▶ _Working data_:
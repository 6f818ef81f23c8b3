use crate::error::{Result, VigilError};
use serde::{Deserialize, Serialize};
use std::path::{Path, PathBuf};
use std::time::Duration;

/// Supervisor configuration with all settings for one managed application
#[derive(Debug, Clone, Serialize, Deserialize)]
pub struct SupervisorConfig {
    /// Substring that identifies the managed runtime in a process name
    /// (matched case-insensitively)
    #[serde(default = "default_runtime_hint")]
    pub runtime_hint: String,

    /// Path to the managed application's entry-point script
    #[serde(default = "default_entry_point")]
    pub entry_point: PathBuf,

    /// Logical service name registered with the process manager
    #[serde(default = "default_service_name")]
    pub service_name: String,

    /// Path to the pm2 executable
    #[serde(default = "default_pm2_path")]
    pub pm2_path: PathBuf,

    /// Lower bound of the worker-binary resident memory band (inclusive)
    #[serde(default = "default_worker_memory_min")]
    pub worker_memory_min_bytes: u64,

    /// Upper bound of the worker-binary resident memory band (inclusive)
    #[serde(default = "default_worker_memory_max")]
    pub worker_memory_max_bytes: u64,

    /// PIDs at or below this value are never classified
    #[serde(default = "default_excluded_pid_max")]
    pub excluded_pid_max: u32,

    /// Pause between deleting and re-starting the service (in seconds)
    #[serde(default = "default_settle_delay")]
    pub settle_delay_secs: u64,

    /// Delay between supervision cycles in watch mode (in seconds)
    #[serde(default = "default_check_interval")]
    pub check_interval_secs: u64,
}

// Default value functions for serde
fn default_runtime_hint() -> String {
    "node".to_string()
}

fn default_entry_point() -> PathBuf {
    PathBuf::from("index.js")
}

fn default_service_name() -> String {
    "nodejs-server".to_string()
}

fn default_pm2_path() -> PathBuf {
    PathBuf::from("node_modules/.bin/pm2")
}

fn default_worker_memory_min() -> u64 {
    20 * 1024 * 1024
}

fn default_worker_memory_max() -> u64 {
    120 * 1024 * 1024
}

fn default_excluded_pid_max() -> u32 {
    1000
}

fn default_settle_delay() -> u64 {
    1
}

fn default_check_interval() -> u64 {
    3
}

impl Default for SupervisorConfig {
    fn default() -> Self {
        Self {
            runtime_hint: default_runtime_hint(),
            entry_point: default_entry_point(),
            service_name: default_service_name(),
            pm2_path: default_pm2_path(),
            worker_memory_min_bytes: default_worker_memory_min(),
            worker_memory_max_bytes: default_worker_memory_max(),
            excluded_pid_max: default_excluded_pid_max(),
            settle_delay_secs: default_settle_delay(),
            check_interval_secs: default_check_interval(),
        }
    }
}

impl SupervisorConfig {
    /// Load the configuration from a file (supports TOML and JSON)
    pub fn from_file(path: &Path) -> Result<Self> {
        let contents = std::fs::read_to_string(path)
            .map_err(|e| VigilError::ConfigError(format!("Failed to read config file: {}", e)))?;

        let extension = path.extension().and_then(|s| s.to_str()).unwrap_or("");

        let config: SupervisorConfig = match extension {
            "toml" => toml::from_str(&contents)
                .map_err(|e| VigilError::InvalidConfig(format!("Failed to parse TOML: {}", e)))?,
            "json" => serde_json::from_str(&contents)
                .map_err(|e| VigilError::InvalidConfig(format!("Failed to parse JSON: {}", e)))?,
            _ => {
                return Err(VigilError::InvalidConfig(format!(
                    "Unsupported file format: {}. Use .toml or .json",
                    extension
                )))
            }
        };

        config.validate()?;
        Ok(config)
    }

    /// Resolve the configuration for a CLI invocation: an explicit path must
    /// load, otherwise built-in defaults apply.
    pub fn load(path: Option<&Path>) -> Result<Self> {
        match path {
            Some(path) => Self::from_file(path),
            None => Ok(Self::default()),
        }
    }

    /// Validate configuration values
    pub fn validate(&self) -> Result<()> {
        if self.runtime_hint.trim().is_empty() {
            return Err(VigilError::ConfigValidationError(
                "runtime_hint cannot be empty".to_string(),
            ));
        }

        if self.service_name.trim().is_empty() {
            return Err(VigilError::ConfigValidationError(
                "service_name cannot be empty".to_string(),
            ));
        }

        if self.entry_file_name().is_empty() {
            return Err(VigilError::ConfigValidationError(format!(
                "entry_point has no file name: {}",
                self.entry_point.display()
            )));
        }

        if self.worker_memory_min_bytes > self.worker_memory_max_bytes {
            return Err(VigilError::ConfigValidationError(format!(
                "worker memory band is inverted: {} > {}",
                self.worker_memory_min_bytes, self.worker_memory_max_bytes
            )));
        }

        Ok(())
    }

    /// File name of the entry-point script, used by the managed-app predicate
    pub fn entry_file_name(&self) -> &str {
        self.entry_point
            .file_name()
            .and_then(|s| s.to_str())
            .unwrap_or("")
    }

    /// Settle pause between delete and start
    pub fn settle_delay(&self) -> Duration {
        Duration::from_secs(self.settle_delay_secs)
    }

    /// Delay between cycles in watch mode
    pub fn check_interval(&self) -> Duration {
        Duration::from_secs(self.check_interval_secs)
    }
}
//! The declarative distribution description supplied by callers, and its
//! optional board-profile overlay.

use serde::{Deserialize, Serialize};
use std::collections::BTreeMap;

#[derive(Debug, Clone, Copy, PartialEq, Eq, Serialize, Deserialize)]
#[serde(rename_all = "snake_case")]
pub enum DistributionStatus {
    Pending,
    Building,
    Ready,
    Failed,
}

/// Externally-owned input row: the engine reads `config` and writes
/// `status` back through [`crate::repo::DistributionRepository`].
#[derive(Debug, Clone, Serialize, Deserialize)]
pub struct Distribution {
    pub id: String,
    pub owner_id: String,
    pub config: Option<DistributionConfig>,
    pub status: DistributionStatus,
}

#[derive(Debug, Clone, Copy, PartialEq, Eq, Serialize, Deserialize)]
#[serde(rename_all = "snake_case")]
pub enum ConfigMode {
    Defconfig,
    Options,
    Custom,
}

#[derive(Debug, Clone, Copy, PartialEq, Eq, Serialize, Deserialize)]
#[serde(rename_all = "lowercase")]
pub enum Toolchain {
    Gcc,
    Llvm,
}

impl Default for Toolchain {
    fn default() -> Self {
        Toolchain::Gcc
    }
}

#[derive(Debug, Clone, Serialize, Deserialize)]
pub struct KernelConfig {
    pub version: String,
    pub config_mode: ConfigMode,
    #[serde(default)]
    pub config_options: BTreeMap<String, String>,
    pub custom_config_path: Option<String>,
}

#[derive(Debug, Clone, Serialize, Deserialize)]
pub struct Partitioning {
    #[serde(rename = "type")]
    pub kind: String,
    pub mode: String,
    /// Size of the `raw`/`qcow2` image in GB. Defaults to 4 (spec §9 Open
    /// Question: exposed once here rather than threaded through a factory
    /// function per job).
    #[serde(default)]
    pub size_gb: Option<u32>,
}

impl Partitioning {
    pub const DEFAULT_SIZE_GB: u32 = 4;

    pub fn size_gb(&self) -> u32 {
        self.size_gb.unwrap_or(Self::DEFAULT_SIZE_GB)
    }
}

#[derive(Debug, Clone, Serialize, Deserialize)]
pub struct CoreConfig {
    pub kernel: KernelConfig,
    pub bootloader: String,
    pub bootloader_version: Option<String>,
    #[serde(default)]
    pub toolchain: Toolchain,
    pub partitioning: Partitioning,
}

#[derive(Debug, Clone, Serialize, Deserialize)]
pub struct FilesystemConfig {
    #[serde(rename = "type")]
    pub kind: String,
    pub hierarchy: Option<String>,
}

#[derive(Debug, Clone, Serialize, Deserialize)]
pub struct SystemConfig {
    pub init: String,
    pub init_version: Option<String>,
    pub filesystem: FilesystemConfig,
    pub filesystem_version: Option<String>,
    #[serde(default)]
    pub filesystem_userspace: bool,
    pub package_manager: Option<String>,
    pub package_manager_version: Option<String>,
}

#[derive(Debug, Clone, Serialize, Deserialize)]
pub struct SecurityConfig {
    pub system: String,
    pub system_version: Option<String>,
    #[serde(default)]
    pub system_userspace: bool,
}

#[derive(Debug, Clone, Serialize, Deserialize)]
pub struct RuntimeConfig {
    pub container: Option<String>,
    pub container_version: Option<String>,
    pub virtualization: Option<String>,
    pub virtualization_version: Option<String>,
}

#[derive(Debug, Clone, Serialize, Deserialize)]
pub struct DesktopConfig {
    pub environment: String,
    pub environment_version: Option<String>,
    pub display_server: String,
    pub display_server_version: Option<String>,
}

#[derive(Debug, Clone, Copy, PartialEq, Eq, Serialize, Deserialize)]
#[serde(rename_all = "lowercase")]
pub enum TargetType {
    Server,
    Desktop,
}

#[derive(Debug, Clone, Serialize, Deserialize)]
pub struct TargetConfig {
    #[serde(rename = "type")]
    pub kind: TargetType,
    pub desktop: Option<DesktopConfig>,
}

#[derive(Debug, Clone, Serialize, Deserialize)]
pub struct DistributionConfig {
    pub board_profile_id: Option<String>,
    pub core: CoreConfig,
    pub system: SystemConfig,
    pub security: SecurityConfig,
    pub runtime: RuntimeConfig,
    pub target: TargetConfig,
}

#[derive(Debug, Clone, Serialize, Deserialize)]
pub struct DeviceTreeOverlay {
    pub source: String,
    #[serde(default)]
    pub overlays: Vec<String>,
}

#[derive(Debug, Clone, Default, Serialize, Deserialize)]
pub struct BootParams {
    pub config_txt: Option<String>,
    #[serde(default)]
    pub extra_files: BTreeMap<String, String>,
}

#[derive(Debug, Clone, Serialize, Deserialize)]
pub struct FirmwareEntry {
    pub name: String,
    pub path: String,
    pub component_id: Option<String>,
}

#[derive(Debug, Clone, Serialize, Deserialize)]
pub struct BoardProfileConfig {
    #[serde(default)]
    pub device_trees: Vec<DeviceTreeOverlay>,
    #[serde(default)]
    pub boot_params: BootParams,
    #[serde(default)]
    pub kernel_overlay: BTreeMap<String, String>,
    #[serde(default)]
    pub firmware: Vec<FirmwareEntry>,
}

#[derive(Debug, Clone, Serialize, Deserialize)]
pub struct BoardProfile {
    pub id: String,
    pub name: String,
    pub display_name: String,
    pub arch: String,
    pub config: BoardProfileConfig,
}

---

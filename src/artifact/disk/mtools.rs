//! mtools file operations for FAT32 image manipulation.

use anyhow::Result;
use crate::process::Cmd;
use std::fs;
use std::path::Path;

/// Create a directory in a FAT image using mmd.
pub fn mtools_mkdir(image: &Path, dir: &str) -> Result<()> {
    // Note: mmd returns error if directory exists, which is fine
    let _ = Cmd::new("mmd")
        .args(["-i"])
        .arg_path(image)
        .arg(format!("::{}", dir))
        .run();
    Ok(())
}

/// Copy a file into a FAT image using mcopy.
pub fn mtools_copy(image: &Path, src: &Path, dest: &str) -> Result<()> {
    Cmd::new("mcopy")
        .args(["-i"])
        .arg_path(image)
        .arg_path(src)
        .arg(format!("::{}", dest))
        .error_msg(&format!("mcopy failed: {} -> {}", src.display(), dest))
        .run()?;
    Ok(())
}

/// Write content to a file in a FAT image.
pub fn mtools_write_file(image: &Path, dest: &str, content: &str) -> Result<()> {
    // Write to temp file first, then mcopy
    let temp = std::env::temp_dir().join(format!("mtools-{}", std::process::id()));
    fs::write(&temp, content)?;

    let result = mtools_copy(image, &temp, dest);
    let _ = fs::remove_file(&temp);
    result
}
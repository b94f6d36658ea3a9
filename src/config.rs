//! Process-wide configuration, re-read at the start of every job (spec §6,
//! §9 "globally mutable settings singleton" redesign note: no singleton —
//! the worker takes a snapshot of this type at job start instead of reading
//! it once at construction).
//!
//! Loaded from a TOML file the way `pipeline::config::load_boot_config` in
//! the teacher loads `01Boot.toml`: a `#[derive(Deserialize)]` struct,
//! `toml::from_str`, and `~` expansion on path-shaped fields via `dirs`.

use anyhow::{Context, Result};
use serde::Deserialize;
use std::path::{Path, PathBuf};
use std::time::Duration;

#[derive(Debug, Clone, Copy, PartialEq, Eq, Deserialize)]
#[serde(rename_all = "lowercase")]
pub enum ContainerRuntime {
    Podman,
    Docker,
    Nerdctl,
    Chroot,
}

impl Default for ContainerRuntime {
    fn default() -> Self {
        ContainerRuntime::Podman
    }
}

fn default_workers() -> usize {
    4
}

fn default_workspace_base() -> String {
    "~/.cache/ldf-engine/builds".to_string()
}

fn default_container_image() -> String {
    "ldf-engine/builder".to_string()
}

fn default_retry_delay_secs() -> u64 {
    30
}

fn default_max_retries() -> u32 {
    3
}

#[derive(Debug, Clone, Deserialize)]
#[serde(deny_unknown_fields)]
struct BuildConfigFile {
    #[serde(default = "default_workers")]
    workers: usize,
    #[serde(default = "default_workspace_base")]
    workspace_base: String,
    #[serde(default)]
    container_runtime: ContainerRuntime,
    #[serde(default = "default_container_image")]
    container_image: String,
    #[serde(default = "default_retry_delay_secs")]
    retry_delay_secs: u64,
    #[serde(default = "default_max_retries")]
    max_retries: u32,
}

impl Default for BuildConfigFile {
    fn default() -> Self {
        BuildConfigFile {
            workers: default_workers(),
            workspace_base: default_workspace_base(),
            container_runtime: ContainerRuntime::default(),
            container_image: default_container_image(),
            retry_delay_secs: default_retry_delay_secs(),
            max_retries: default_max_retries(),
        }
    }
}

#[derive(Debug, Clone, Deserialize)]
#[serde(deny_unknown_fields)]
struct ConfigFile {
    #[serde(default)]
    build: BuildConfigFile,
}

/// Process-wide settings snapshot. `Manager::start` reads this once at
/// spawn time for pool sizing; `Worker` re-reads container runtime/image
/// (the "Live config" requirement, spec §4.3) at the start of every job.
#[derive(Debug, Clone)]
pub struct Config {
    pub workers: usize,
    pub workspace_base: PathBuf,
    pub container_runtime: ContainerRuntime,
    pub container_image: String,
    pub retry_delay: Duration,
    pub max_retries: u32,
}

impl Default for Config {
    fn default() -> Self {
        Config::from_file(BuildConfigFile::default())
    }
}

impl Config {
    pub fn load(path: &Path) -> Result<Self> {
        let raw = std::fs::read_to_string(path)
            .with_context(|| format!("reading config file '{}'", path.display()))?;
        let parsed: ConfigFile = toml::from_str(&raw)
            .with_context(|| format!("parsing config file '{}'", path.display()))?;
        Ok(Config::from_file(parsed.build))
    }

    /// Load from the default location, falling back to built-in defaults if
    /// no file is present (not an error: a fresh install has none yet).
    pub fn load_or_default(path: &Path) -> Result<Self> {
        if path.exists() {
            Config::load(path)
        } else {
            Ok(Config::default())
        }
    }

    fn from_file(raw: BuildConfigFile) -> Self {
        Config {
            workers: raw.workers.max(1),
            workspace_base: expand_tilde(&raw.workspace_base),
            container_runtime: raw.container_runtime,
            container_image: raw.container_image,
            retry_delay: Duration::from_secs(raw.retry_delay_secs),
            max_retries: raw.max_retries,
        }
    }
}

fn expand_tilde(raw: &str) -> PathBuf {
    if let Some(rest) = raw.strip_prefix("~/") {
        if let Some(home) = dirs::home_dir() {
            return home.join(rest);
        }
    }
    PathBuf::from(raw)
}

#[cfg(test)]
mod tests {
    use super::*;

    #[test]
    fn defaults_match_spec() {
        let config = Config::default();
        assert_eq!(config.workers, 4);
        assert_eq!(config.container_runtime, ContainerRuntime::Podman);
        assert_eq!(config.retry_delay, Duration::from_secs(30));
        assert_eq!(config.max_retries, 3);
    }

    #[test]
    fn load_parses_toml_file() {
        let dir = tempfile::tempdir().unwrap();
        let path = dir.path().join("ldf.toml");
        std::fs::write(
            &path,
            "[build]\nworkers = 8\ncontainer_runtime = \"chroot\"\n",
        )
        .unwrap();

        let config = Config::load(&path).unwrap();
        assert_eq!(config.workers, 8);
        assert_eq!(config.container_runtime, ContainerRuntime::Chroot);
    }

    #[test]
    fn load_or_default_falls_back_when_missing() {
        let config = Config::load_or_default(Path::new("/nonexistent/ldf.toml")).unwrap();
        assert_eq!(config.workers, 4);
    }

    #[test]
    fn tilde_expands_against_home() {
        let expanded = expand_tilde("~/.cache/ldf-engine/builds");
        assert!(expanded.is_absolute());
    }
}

▶ _Brief_: Beginning with the line that has "repository 6f818ef81f23c8b3" and ending with the line that has "one managed application", set down the lines above exactly and include no others.

▶ _Response below_:
repository 6f818ef81f23c8b3
use crate::error::{Result, VigilError};
use serde::{Deserialize, Serialize};
use std::path::{Path, PathBuf};
use std::time::Duration;

/// Supervisor configuration with all settings for one managed application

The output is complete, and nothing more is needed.